Why It's OK to Recognize the Differences in My Sister With Down Syndrome
Sarah and I have always been best friends, but we are also triplet siblings, along with our brother, Andrew. Sarah has Down syndrome and growing up, she was always just our sister, treated the same in almost every context. But as we have gotten older, I have started to accept that it’s OK to see Sarah’s differences, as it will guide her towards a more successful future. This was and is not an easy path for a sibling who has always viewed their sister as having no differences.
The story does not start out promising though. Throughout elementary school, I was embarrassed to say the words, “Down syndrome,” “special needs,” or “disability.” The words were not in my vocabulary. Sarah didn’t go to school with Andrew and I, so my answer to the question, “Where is your other triplet?” was always a challenging one. I often said that Andrew and I were just twins.
But aside from school, Sarah was just like Andrew and I, and my parents made that very clear. Sarah did the same activities, dance lessons, tennis lessons and Hebrew school. She joined in on playdates with my friends, as they were her friends too (and still are). Andrew and I held Sarah to a very high standard (and still do). If there was a sibling fight, Sarah got no special treatment, our parents instilled in us that we were all the same. Nonetheless, when it came to Sarah’s homework and why she was constantly going to tutoring, speech therapy and occupational therapy, mom always said, “Sarah might learn things a little slower than you and Andrew, but she will get there, I promise.”

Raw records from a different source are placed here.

use super::conversion::IntoGraph;
use super::definition::{Binding, Connection, Graph, NodeInstance};
use crate::catalog::DEFAULT_OUTPUT;
use crate::error::GraphConversionError;
use crate::value::Value;
use serde::{Deserialize, Serialize};
use std::collections::BTreeMap;
use std::fs;

/// A graph exactly as the browser editor sends it:
/// `{"<node id>": {"type": "...", "inputs": {"<param>": literal | {"node": "<id>"}}}}`.
#[derive(Debug, Clone, Default, Serialize, Deserialize)]
#[serde(transparent)]
pub struct EditorGraph {
    pub nodes: BTreeMap<String, EditorNode>,
}

/// Editor node data: its type name and raw input values.
#[derive(Debug, Clone, Serialize, Deserialize)]
pub struct EditorNode {
    #[serde(rename = "type")]
    pub node_type: String,
    #[serde(default)]
    pub inputs: BTreeMap<String, serde_json::Value>,
}

impl EditorGraph {
    pub fn from_json(json: &str) -> Result<Self, GraphConversionError> {
        serde_json::from_str(json).map_err(|e| GraphConversionError::JsonParseError(e.to_string()))
    }

    /// Load an editor graph from a JSON file.
    pub fn from_file(path: &str) -> Result<Self, GraphConversionError> {
        let content = fs::read_to_string(path).map_err(|e| GraphConversionError::Io {
            path: path.to_string(),
            message: e.to_string(),
        })?;
        Self::from_json(&content)
    }
}

impl IntoGraph for EditorGraph {
    fn into_graph(self) -> Result<Graph, GraphConversionError> {
        let mut graph = Graph::new();
        for (id, node) in self.nodes {
            let mut instance = NodeInstance::new(id.clone(), node.node_type);
            for (param, raw) in node.inputs {
                let binding = parse_binding(&id, &param, &raw)?;
                instance.inputs.insert(param, binding);
            }
            graph.add_node(instance);
        }
        Ok(graph)
    }
}

/// `null` leaves a parameter unset, `{"node": id, "port"?: slot}` connects it,
/// and any other non-object JSON is a literal.
fn parse_binding(
    node_id: &str,
    param: &str,
    raw: &serde_json::Value,
) -> Result<Binding, GraphConversionError> {
    let malformed = |message: String| GraphConversionError::InvalidInput {
        node_id: node_id.to_string(),
        param: param.to_string(),
        message,
    };

    match raw {
        serde_json::Value::Null => Ok(Binding::Unset),
        serde_json::Value::Object(map) => {
            let source = map
                .get("node")
                .and_then(serde_json::Value::as_str)
                .ok_or_else(|| malformed("object inputs must name a source with \"node\"".to_string()))?;
            let slot = match map.get("port") {
                None | Some(serde_json::Value::Null) => DEFAULT_OUTPUT,
                Some(serde_json::Value::String(port)) => port.as_str(),
                Some(other) => return Err(malformed(format!("\"port\" must be a string, got {}", other))),
            };
            Ok(Binding::Connection(Connection::with_slot(source, slot)))
        }
        literal => Value::from_json(literal)
            .map(Binding::Literal)
            .ok_or_else(|| malformed("literal lists may not contain objects".to_string())),
    }
}
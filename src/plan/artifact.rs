use super::ExecutionPlan;
use crate::error::ArtifactError;
use bincode::config::standard;
use bincode::serde::{decode_from_slice, encode_to_vec};
use std::fs;
use std::io::{Read, Write};

impl ExecutionPlan {
    /// Encodes the plan with bincode.
    pub fn to_bytes(&self) -> Result<Vec<u8>, ArtifactError> {
        encode_to_vec(self, standard())
            .map_err(|e| ArtifactError::Generic(format!("Serialization failed: {}", e)))
    }

    /// Saves the plan to a file using the bincode format.
    pub fn save(&self, path: &str) -> Result<(), ArtifactError> {
        let bytes = self.to_bytes()?;
        let mut file = fs::File::create(path).map_err(|e| {
            ArtifactError::Generic(format!("Could not create file '{}': {}", path, e))
        })?;
        file.write_all(&bytes).map_err(|e| {
            ArtifactError::Generic(format!("Could not write to file '{}': {}", path, e))
        })?;
        log::debug!("saved plan with {} node(s) to '{}'", self.len(), path);
        Ok(())
    }

    /// Loads a plan from a file.
    pub fn from_file(path: &str) -> Result<Self, ArtifactError> {
        let mut file = fs::File::open(path)
            .map_err(|e| ArtifactError::Generic(format!("Could not open file '{}': {}", path, e)))?;
        let mut bytes = Vec::new();
        file.read_to_end(&mut bytes).map_err(|e| {
            ArtifactError::Generic(format!("Could not read from file '{}': {}", path, e))
        })?;
        Self::from_bytes(&bytes)
    }

    /// Decodes a plan from a byte slice. The plan is not re-validated.
    pub fn from_bytes(bytes: &[u8]) -> Result<Self, ArtifactError> {
        decode_from_slice(bytes, standard())
            .map(|(plan, _)| plan)
            .map_err(|e| ArtifactError::Generic(format!("Deserialization failed: {}", e)))
    }
}
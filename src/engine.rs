use crate::catalog::Catalog;
use crate::error::RunError;
use crate::executor::{self, RunOptions};
use crate::graph::Graph;
use crate::plan::ExecutionPlan;
use crate::report::ExecutionReport;
use crate::scheduler;
use crate::validate::{ValidationReport, Validator};
use std::sync::Arc;

/// The entry point for hosts: validate, schedule and run graphs against one
/// catalog.
///
/// An engine is cheap to clone and holds no per-run state, so a single
/// instance can serve any number of concurrent runs.
#[derive(Debug, Clone)]
pub struct Engine {
    catalog: Arc<Catalog>,
}

impl Engine {
    pub fn new(catalog: impl Into<Arc<Catalog>>) -> Self {
        Self {
            catalog: catalog.into(),
        }
    }

    /// An engine over [`Catalog::standard`].
    pub fn standard() -> Self {
        Self::new(Catalog::standard())
    }

    pub fn catalog(&self) -> &Catalog {
        &self.catalog
    }

    /// Runs every structural check without executing anything.
    pub fn validate(&self, graph: &Graph) -> ValidationReport {
        Validator::new(&self.catalog).validate(graph)
    }

    /// Validates and schedules `graph`. Structural errors are returned all at
    /// once as [`RunError::Invalid`].
    pub fn plan(&self, graph: Graph) -> Result<ExecutionPlan, RunError> {
        self.validate(&graph).into_result()?;
        let schedule = scheduler::schedule(&graph)?;
        Ok(ExecutionPlan::new(graph, schedule))
    }

    pub fn execute(
        &self,
        plan: &ExecutionPlan,
        options: &RunOptions,
    ) -> Result<ExecutionReport, RunError> {
        executor::execute(&self.catalog, plan, options)
    }

    /// Validates, schedules and runs `graph` sequentially.
    pub fn run(&self, graph: Graph) -> Result<ExecutionReport, RunError> {
        self.run_with(graph, &RunOptions::default())
    }

    pub fn run_with(
        &self,
        graph: Graph,
        options: &RunOptions,
    ) -> Result<ExecutionReport, RunError> {
        let plan = self.plan(graph)?;
        self.execute(&plan, options)
    }
}
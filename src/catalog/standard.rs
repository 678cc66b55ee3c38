use super::{Catalog, NodeType, NodeTypeBuilder};
use crate::error::CatalogError;
use crate::value::{Value, ValueType};

// Beyond this many digits an f64 has nothing left to round.
const MAX_ROUND_DIGITS: i32 = 15;

/// Defines the numeric binary node types: two required number inputs, one number output.
macro_rules! define_binary_nodes {
    ( $( ($node_type:expr, $description:expr, $output:expr, |$a:ident, $b:ident| $body:expr) ),* $(,)? ) => {
        fn binary_node_types() -> Vec<NodeTypeBuilder> {
            vec![
                $(
                    NodeType::builder($node_type)
                        .description($description)
                        .param("a", ValueType::Number)
                        .param("b", ValueType::Number)
                        .output($output)
                        .implementation(|args| {
                            let $a = args.number("a")?;
                            let $b = args.number("b")?;
                            Ok(Value::from($body))
                        }),
                )*
            ]
        }
    };
}

define_binary_nodes! {
    ("add", "Add two numbers", ValueType::Number, |a, b| a + b),
    ("subtract", "Find difference between two numbers", ValueType::Number, |a, b| a - b),
    ("multiply", "Multiply two numbers", ValueType::Number, |a, b| a * b),
    // Division by zero yields 0 rather than an error.
    ("divide", "Divide a by b; dividing by zero yields 0", ValueType::Number, |a, b| if b == 0.0 { 0.0 } else { a / b }),
    ("greater_than", "Whether a is greater than b", ValueType::Bool, |a, b| a > b),
    ("less_than", "Whether a is smaller than b", ValueType::Bool, |a, b| a < b),
}

fn other_node_types() -> Vec<NodeTypeBuilder> {
    vec![
        NodeType::builder("constant")
            .description("Pass a literal value through")
            .param("value", ValueType::Any)
            .output(ValueType::Any)
            .implementation(|args| Ok(args.get("value")?.clone())),
        NodeType::builder("power")
            .description("Raise base to an exponent (squares by default)")
            .param("base", ValueType::Number)
            .param_with_default("exp", ValueType::Number, 2.0)
            .output(ValueType::Number)
            .implementation(|args| Ok(Value::from(args.number("base")?.powf(args.number("exp")?)))),
        NodeType::builder("negate")
            .description("Flip the sign of a number")
            .param("value", ValueType::Number)
            .output(ValueType::Number)
            .implementation(|args| Ok(Value::from(-args.number("value")?))),
        NodeType::builder("abs")
            .description("Absolute value of a number")
            .param("value", ValueType::Number)
            .output(ValueType::Number)
            .implementation(|args| Ok(Value::from(args.number("value")?.abs()))),
        NodeType::builder("round")
            .description("Round a number to the given count of decimal digits")
            .param("value", ValueType::Number)
            .param_with_default("digits", ValueType::Integer, 0i64)
            .output(ValueType::Number)
            .implementation(|args| {
                let digits = args.integer("digits")?;
                let digits = i32::try_from(digits)
                    .map_err(|_| format!("digits {} is out of range", digits))?;
                let factor = 10f64.powi(digits.clamp(-MAX_ROUND_DIGITS, MAX_ROUND_DIGITS));
                Ok(Value::from((args.number("value")? * factor).round() / factor))
            }),
        NodeType::builder("equal")
            .description("Whether two values are equal")
            .param("a", ValueType::Any)
            .param("b", ValueType::Any)
            .output(ValueType::Bool)
            .implementation(|args| Ok(Value::from(args.get("a")? == args.get("b")?))),
        NodeType::builder("and")
            .description("Logical AND")
            .param("a", ValueType::Bool)
            .param("b", ValueType::Bool)
            .output(ValueType::Bool)
            .implementation(|args| Ok(Value::from(args.boolean("a")? && args.boolean("b")?))),
        NodeType::builder("or")
            .description("Logical OR")
            .param("a", ValueType::Bool)
            .param("b", ValueType::Bool)
            .output(ValueType::Bool)
            .implementation(|args| Ok(Value::from(args.boolean("a")? || args.boolean("b")?))),
        NodeType::builder("not")
            .description("Logical NOT")
            .param("value", ValueType::Bool)
            .output(ValueType::Bool)
            .implementation(|args| Ok(Value::from(!args.boolean("value")?))),
        NodeType::builder("if")
            .description("Choose between two values")
            .param("cond", ValueType::Bool)
            .param("then", ValueType::Any)
            .param("else", ValueType::Any)
            .output(ValueType::Any)
            .implementation(|args| {
                let branch = if args.boolean("cond")? { "then" } else { "else" };
                Ok(args.get(branch)?.clone())
            }),
        NodeType::builder("concat")
            .description("Join two pieces of text")
            .param("a", ValueType::Text)
            .param("b", ValueType::Text)
            .param_with_default("separator", ValueType::Text, "")
            .output(ValueType::Text)
            .implementation(|args| {
                Ok(Value::from(format!(
                    "{}{}{}",
                    args.text("a")?,
                    args.text("separator")?,
                    args.text("b")?
                )))
            }),
        NodeType::builder("to_text")
            .description("Render any value as text")
            .param("value", ValueType::Any)
            .output(ValueType::Text)
            .implementation(|args| Ok(Value::from(args.get("value")?.to_string()))),
        NodeType::builder("length")
            .description("Number of items in a list")
            .param("list", ValueType::List)
            .output(ValueType::Integer)
            .implementation(|args| Ok(Value::from(args.list("list")?.len() as i64))),
        NodeType::builder("sum")
            .description("Sum of a list of numbers")
            .param("list", ValueType::List)
            .output(ValueType::Number)
            .implementation(|args| {
                let mut total = 0.0;
                for item in args.list("list")? {
                    total += item.coerce(ValueType::Number)?.as_f64().unwrap_or(0.0);
                }
                Ok(Value::from(total))
            }),
    ]
}

pub(super) fn register_standard_types(catalog: &mut Catalog) -> Result<(), CatalogError> {
    for builder in binary_node_types().into_iter().chain(other_node_types()) {
        catalog.register(builder.build()?)?;
    }
    Ok(())
}

#[cfg(test)]
mod tests {
    use super::*;
    use crate::catalog::Args;

    fn call(catalog: &Catalog, name: &str, args: Args) -> Value {
        catalog.lookup(name).unwrap().call(&args).unwrap()
    }

    #[test]
    fn standard_catalog_registers_every_type() {
        let catalog = Catalog::standard();
        assert_eq!(catalog.len(), 20);
        assert!(catalog.contains("add"));
        assert!(catalog.contains("sum"));
    }

    #[test]
    fn divide_by_zero_yields_zero() {
        let catalog = Catalog::standard();
        let v = call(&catalog, "divide", Args::new().with("a", 4.0).with("b", 0.0));
        assert_eq!(v, Value::Number(0.0));
    }

    #[test]
    fn round_uses_digits() {
        let catalog = Catalog::standard();
        let v = call(
            &catalog,
            "round",
            Args::new().with("value", 1.23456).with("digits", 2i64),
        );
        assert_eq!(v, Value::Number(1.23));
    }

    #[test]
    fn round_rejects_digits_outside_i32() {
        let catalog = Catalog::standard();
        let node_type = catalog.lookup("round").unwrap();
        let args = Args::new().with("value", 2.5).with("digits", 4_294_967_298i64);
        let err = node_type.call(&args).unwrap_err();
        assert_eq!(err.to_string(), "digits 4294967298 is out of range");
    }

    #[test]
    fn round_clamps_large_digit_counts() {
        let catalog = Catalog::standard();
        let v = call(&catalog, "round", Args::new().with("value", 2.5).with("digits", 400i64));
        assert_eq!(v, Value::Number(2.5));
        let v = call(&catalog, "round", Args::new().with("value", 1234.0).with("digits", -400i64));
        assert_eq!(v, Value::Number(0.0));
    }

    #[test]
    fn registering_twice_reports_the_duplicate() {
        let mut catalog = Catalog::standard();
        assert_eq!(
            register_standard_types(&mut catalog),
            Err(CatalogError::DuplicateType("add".to_string()))
        );
    }

    #[test]
    fn sum_fails_on_non_numeric_item() {
        let catalog = Catalog::standard();
        let node_type = catalog.lookup("sum").unwrap();
        let args = Args::new().with("list", vec![Value::from(1.0), Value::from("x")]);
        assert!(node_type.call(&args).is_err());
    }
}
use super::RunContext;
use crate::error::{NodeErrorKind, RunError};
use crate::report::{ExecutionReport, ExecutionResult, ResultStore};
use crate::strategy::ExecutionStrategy;
use rayon::prelude::*;

/// Evaluates one wave at a time. Nodes inside a wave only read results of
/// earlier waves, so they run concurrently against a shared, read-only store;
/// the driver commits their outcomes in ascending id order once the wave ends.
pub struct ParallelStrategy;

impl ExecutionStrategy for ParallelStrategy {
    fn name(&self) -> &'static str {
        "parallel"
    }

    fn execute(&self, ctx: &RunContext<'_>) -> Result<ExecutionReport, RunError> {
        let schedule = ctx.plan().schedule();
        let mut store = ResultStore::with_capacity(schedule.len());

        for (depth, wave) in schedule.waves.iter().enumerate() {
            let outcomes: Vec<Result<ExecutionResult, RunError>> = if ctx.is_cancelled() {
                wave.iter()
                    .map(|_| {
                        Ok(ExecutionResult::err(
                            NodeErrorKind::Cancelled,
                            "run was cancelled before this node was evaluated",
                        ))
                    })
                    .collect()
            } else {
                log::debug!("wave {}: {} node(s)", depth, wave.len());
                let committed = &store;
                wave.par_iter()
                    .map(|id| ctx.evaluate(id, committed))
                    .collect()
            };

            for (id, outcome) in wave.iter().zip(outcomes) {
                store.insert(id.clone(), outcome?)?;
            }
        }

        Ok(store.into_report())
    }
}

As we got into middle and high school, the gap started to widen. Sarah would participate in private tennis lessons rather than join me in group tennis clinics; she became more involved in activities specifically for people with intellectual disabilities. I still saw Sarah as Sarah, my sister who is going to accomplish every milestone that Andrew and I accomplish, but maybe a little later in life.
It was not until college when I realized that Sarah’s milestones and accomplishments as we get older might be different than mine, in addition to taking a different trajectory. This was extremely difficult for me to grapple with because Sarah was the same as Andrew and I, right? So why did she not graduate with a high school diploma? Why is it so hard to find the right college program for her? Why can’t she have a clear path to achieving her dream as a preschool teacher?
What’s been helpful in understanding that Sarah’s milestones are going to be different, has been focusing on her differences. If you are the parent, sibling or teacher of a child with a disability who is currently elementary school, you might gasp at a comment like this. And not too long ago, I was right there with you — Sarah was not different and she needed to be included in all extracurricular activities. However, taking a step back to recognize her differences has helped me become a better sister. Rather than getting frustrated with certain behaviors that might not be age appropriate for a 22 year old, I think about the type of support she might need for that specific behavior.
Of course, I still want her to experience college, to move away from home, and to live on her own, but my family and I are starting to think about her differences as the supports needed to get her to reach the milestones that are unique to Sarah.
I am beyond grateful for our inclusive upbringing, always thinking of Sarah as just another kid, but sometimes I wonder if I had been able to identify her differences more, maybe it would have made this transition time (out of high school) a little easier on me and on her. Nonetheless, I know that from here we have whole lot of recognizing and of course celebrating Sarah’s differences to come.